──────── SOURCE DATA
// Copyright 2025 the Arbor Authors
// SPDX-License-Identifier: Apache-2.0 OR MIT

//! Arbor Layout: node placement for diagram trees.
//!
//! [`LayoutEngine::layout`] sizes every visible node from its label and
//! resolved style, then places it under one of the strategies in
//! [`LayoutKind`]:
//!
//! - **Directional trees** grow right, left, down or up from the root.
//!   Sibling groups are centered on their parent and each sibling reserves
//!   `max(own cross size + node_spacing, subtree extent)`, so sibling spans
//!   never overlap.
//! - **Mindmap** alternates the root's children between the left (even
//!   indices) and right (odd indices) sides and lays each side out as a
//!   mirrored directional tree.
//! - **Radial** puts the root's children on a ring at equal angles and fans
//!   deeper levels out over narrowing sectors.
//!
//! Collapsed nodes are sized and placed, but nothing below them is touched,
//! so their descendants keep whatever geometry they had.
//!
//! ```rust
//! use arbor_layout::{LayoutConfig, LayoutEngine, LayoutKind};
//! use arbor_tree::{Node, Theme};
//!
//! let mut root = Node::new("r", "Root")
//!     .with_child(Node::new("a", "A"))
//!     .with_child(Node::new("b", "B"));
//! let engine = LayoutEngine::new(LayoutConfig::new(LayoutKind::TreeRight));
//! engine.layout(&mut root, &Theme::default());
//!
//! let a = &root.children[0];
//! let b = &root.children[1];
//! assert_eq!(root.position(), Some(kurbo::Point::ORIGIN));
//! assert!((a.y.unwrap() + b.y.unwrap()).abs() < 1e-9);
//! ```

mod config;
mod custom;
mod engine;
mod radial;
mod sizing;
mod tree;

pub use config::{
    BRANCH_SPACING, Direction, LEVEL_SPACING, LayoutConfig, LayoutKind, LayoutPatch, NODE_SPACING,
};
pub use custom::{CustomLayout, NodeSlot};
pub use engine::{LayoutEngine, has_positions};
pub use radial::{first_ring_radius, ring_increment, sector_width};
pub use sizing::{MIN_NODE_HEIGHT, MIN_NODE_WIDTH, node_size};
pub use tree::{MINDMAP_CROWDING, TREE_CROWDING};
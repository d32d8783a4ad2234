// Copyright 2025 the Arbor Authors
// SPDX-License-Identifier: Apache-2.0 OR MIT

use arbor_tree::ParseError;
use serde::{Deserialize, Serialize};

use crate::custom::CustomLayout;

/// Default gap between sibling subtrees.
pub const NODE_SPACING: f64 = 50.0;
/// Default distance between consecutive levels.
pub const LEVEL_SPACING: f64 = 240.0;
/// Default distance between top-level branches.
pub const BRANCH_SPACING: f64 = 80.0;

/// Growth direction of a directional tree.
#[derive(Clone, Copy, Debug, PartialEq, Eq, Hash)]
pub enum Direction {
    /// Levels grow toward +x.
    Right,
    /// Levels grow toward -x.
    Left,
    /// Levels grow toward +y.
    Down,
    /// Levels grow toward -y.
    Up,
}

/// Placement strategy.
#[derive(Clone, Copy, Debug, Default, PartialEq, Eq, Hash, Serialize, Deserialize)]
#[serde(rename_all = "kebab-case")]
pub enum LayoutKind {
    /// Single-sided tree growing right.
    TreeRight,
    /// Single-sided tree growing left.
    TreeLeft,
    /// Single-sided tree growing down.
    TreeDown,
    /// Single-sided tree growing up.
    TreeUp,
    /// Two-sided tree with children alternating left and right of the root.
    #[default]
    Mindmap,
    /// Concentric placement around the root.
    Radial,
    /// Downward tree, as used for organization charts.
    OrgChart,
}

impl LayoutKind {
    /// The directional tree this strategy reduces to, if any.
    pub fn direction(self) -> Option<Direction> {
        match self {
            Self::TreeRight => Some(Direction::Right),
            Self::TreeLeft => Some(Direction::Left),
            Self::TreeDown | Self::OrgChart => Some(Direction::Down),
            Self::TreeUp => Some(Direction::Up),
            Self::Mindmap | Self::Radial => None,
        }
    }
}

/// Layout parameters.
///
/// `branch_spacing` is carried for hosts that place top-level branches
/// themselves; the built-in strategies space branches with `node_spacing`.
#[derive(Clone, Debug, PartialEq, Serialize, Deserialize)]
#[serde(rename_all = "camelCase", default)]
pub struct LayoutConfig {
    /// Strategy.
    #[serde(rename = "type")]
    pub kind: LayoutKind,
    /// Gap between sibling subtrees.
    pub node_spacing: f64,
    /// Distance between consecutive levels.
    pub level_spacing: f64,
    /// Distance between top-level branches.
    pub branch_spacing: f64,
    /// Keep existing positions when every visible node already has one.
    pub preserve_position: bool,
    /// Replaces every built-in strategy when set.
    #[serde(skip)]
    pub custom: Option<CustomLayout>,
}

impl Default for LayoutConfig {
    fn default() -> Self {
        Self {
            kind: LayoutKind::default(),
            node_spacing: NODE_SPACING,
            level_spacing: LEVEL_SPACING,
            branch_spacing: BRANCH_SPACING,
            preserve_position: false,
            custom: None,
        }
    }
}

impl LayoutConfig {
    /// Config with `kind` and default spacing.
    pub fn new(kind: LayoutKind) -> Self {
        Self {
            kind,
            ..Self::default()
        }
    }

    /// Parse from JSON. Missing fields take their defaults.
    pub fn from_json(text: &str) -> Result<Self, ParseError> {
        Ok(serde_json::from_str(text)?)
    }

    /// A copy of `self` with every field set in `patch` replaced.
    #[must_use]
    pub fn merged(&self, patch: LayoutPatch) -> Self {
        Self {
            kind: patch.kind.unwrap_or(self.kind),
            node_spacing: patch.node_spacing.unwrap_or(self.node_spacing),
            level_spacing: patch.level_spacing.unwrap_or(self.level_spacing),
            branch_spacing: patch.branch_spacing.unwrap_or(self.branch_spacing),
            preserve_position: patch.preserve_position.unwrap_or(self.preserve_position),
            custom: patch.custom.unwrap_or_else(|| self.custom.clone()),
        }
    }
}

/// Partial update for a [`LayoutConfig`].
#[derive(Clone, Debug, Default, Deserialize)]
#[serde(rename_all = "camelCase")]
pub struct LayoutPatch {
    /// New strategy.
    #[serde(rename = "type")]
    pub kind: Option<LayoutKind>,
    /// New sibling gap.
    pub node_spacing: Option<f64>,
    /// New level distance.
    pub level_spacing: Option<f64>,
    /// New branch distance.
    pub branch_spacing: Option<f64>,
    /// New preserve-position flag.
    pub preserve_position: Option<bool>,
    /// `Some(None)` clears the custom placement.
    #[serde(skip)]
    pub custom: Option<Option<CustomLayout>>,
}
────────────────
WHAT IS EXPECTED
Using the data above, return each line that includes the word "built".

PROBLEM SOLUTION
/// themselves; the built-in strategies space branches with `node_spacing`.
    /// Replaces every built-in strategy when set.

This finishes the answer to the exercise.